INPUT DATA ▸

*** Block opens ***

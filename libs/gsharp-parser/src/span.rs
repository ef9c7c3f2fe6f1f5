//! # Source Spans
//!
//! Positions and spans used by tokens and errors.
//! Lines and columns are 1-based so they can be shown to users as-is.

use serde::{Deserialize, Serialize};
use std::fmt;

// =============================================================================
// POSITION
// =============================================================================

/// A location in source text.
#[derive(Debug, Clone, Copy, PartialEq, Eq, Default, Serialize, Deserialize)]
pub struct Position {
    /// Byte offset from the start of the source.
    pub byte: usize,
    /// Line number (1-based).
    pub line: usize,
    /// Column number (1-based, counted in characters).
    pub column: usize,
}

impl Position {
    /// Create a new position.
    pub const fn new(byte: usize, line: usize, column: usize) -> Self {
        Self { byte, line, column }
    }

    /// Position of the first character of a source.
    pub const fn start() -> Self {
        Self::new(0, 1, 1)
    }
}

impl fmt::Display for Position {
    fn fmt(&self, f: &mut fmt::Formatter<'_>) -> fmt::Result {
        write!(f, "line {}, column {}", self.line, self.column)
    }
}

// =============================================================================
// SPAN
// =============================================================================

/// A half-open range of source text.
#[derive(Debug, Clone, Copy, PartialEq, Eq, Default, Serialize, Deserialize)]
pub struct Span {
    /// First position covered.
    pub start: Position,
    /// Position just past the end.
    pub end: Position,
}

impl Span {
    /// Create a new span.
    pub const fn new(start: Position, end: Position) -> Self {
        Self { start, end }
    }

    /// Empty span at a single position.
    pub const fn at(position: Position) -> Self {
        Self::new(position, position)
    }
}

/// Anything that knows where it came from.
pub trait Spanned {
    /// Source span of this item.
    fn span(&self) -> Span;
}

// =============================================================================
// TESTS
// =============================================================================
//! # Sequence Literals
//!
//! `{a, b, c}` is expanded eagerly. `{a ... n}` continues from the last
//! explicit element in steps of 1 up to and including `n`. `{a ...}` stays
//! an unbounded generator that only destructuring can take from.

use super::{eval_value, EvalResult};
use crate::context::Environment;
use crate::error::EvalError;
use crate::value::{Sequence, Value};
use config::constants::MAX_SEQUENCE_LEN;
use gsharp_parser::{SequenceLiteral, SequenceTail};

/// Evaluate a sequence literal.
///
/// A named literal (`s = {1, 2}`) is declared and yields nothing.
pub fn eval_sequence(
    env: &mut Environment,
    literal: &SequenceLiteral,
) -> Result<EvalResult, EvalError> {
    let mut items = literal
        .elements
        .iter()
        .map(|element| eval_value(env, element))
        .collect::<Result<Vec<_>, _>>()?;

    let seq = match &literal.tail {
        None => Sequence::Finite(items),
        Some(SequenceTail::UpTo(bound)) => {
            let bound = eval_value(env, bound)?.as_number()?;
            let mut next = continuation(&items)?;
            while next <= bound {
                if items.len() >= MAX_SEQUENCE_LEN {
                    return Err(EvalError::InvalidArgument(format!(
                        "sequence longer than {} elements",
                        MAX_SEQUENCE_LEN
                    )));
                }
                items.push(Value::Number(next));
                next += 1.0;
            }
            Sequence::Finite(items)
        }
        Some(SequenceTail::Unbounded) => {
            let next = continuation(&items)?;
            Sequence::Unbounded { head: items, next }
        }
    };

    match &literal.name {
        Some(name) => {
            env.declare(name, Value::Sequence(seq))?;
            Ok(EvalResult::Unit)
        }
        None => Ok(EvalResult::Value(Value::Sequence(seq))),
    }
}

/// First generated element: one past the last explicit element.
fn continuation(items: &[Value]) -> Result<f64, EvalError> {
    match items.last() {
        Some(last) => Ok(last.as_number()? + 1.0),
        None => Err(EvalError::InvalidArgument(
            "'...' needs a starting element".to_string(),
        )),
    }
}

// =============================================================================
// TESTS
// =============================================================================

*** Block closes ***

TASK TO CARRY OUT ▸ Repeat, word for word, the lines from the opening of the material through the line containing "pub struct Position".

REPLY ▸
filename libs/gsharp-parser/src/span.rs
repository ef9c7c3f2fe6f1f5
//! # Source Spans
//!
//! Positions and spans used by tokens and errors.
//! Lines and columns are 1-based so they can be shown to users as-is.

use serde::{Deserialize, Serialize};
use std::fmt;

// =============================================================================
// POSITION
// =============================================================================

/// A location in source text.
#[derive(Debug, Clone, Copy, PartialEq, Eq, Default, Serialize, Deserialize)]
pub struct Position {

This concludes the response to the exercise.